It may be risking an accusation of churlishness, but isn’t “going somewhat over the top” a reasonable criticism of the world’s media in its reaction to the death of Mohammed Ali?
He was, after all, a man who made his fame and money from pummeling the senses out of his opponents, in what is probably the most barbaric activity still considered a “sport” in the 21st century.
While applauding his stance over the Vietnam War, for which American society of the time crucified him, and begrudgingly accepting his work for black equality – although the Nation of Islam was a highly suspect organisation – it’s ironic to note that the thousands of white people pouring out their grief at Ali’s passing were more than once condemned by Ali as his ‘true enemies’.
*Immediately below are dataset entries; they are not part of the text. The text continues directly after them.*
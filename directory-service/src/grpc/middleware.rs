//! gRPC middleware utilities
//!
//! Provides Tower middleware that wraps every call served by the directory
//! server: request id propagation plus a tracing span and completion log.

use http::HeaderValue;
use std::future::Future;
use std::pin::Pin;
use std::task::{Context, Poll};
use std::time::Instant;
use tower::{Layer, Service};
use tracing::Instrument;
use uuid::Uuid;

/// Header carrying the request id
pub const REQUEST_ID_HEADER: &str = "x-request-id";

/// Request id attached to request extensions by [`RpcTracingLayer`]
#[derive(Debug, Clone, PartialEq, Eq)]
pub struct RequestId(pub String);

/// Tracing middleware layer
///
/// Reuses an incoming `x-request-id` or generates one, opens a span per
/// call and echoes the id on the response.
#[derive(Debug, Clone, Default)]
pub struct RpcTracingLayer;

impl<S> Layer<S> for RpcTracingLayer {
    type Service = RpcTracingService<S>;

    fn layer(&self, inner: S) -> Self::Service {
        RpcTracingService { inner }
    }
}

/// Tracing service implementation
#[derive(Debug, Clone)]
pub struct RpcTracingService<S> {
    inner: S,
}

impl<S, ReqBody, ResBody> Service<http::Request<ReqBody>> for RpcTracingService<S>
where
    S: Service<http::Request<ReqBody>, Response = http::Response<ResBody>>
        + Clone
        + Send
        + 'static,
    S::Future: Send + 'static,
    S::Error: std::fmt::Display,
    ReqBody: Send + 'static,
    ResBody: Send + 'static,
{
    type Response = S::Response;
    type Error = S::Error;
    type Future = Pin<Box<dyn Future<Output = Result<Self::Response, Self::Error>> + Send>>;

    fn poll_ready(&mut self, cx: &mut Context<'_>) -> Poll<Result<(), Self::Error>> {
        self.inner.poll_ready(cx)
    }

    fn call(&mut self, mut req: http::Request<ReqBody>) -> Self::Future {
        let clone = self.inner.clone();
        let mut inner = std::mem::replace(&mut self.inner, clone);

        let request_id = req
            .headers()
            .get(REQUEST_ID_HEADER)
            .and_then(|v| v.to_str().ok())
            .filter(|s| !s.is_empty())
            .map(|s| s.to_string())
            .unwrap_or_else(|| Uuid::new_v4().to_string());

        if let Ok(value) = HeaderValue::from_str(&request_id) {
            req.headers_mut().insert(REQUEST_ID_HEADER, value);
        }
        req.extensions_mut().insert(RequestId(request_id.clone()));

        let path = req.uri().path().to_string();
        let is_grpc = is_grpc_request(&req);

        let span = if is_grpc {
            tracing::info_span!(
                "grpc_request",
                otel.kind = "server",
                rpc.system = "grpc",
                rpc.service = %extract_service_name(&path),
                rpc.method = %extract_method_name(&path),
                request_id = %request_id,
            )
        } else {
            tracing::info_span!(
                "http_request",
                http.method = %req.method(),
                http.path = %path,
                request_id = %request_id,
            )
        };

        Box::pin(
            async move {
                let start = Instant::now();
                tracing::debug!(path = %path, "Request started");

                let result = inner.call(req).await;
                let duration = start.elapsed();

                match result {
                    Ok(mut response) => {
                        // Trailers-only responses (e.g. rejected calls) carry the
                        // status in the headers; streamed results carry it in trailers.
                        let grpc_status = response
                            .headers()
                            .get("grpc-status")
                            .and_then(|v| v.to_str().ok())
                            .unwrap_or(if is_grpc { "trailers" } else { "-" })
                            .to_string();

                        tracing::info!(
                            duration_ms = duration.as_millis(),
                            http.status = response.status().as_u16(),
                            grpc.status_code = %grpc_status,
                            "Request completed"
                        );

                        if let Ok(value) = HeaderValue::from_str(&request_id) {
                            response.headers_mut().insert(REQUEST_ID_HEADER, value);
                        }
                        Ok(response)
                    }
                    Err(err) => {
                        tracing::warn!(
                            duration_ms = duration.as_millis(),
                            error.message = %err,
                            "Request failed"
                        );
                        Err(err)
                    }
                }
            }
            .instrument(span),
        )
    }
}

fn is_grpc_request<B>(req: &http::Request<B>) -> bool {
    req.headers()
        .get(http::header::CONTENT_TYPE)
        .and_then(|v| v.to_str().ok())
        .map(|ct| ct.starts_with("application/grpc"))
        .unwrap_or(false)
}

/// Extract service name from gRPC method path
///
/// gRPC method paths are in the format: /package.Service/Method
fn extract_service_name(path: &str) -> &str {
    path.trim_start_matches('/')
        .split('/')
        .next()
        .and_then(|s| s.rsplit('.').next())
        .unwrap_or("unknown")
}

/// Extract method name from gRPC method path
fn extract_method_name(path: &str) -> &str {
    path.trim_start_matches('/')
        .split('/')
        .nth(1)
        .unwrap_or("unknown")
}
His poor health can almost certainly be attributed to the damage he suffered in the boxing ring over many years. In this way he was no different to other boxers who rose to fame, and died early, from their beatings.
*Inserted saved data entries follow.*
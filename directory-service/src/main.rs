use directory_service::prelude::*;

#[tokio::main]
async fn main() -> anyhow::Result<()> {
    let config = Config::load()?;
    init_tracing(&config)?;

    DirectoryServer::new(config)?.serve().await?;

    Ok(())
}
With a lull in the U.S. election, and the boredom of ‘Brexit’, it’s easy to see why the media is making such a fuss of Ali’s passing. Less easy to understand is the political fawning over a man quick to condemn the white political establishment. Ex-president Bill Clinton will give a eulogy at the funeral, and the present incumbent, Barack Obama, on hearing of Ali’s death, stated:
Muhammad Ali shook up the world. And the world is better for it.”
Unfortunately, he failed to explain just how the world is so improved, and how worse off we would all have been had this man never existed.
There is no wish to belittle Ali’s achievements in the boxing ring, nor as a champion of the U.S. black community, but he was no ‘God’ in life, and neither should he be treated as such in death.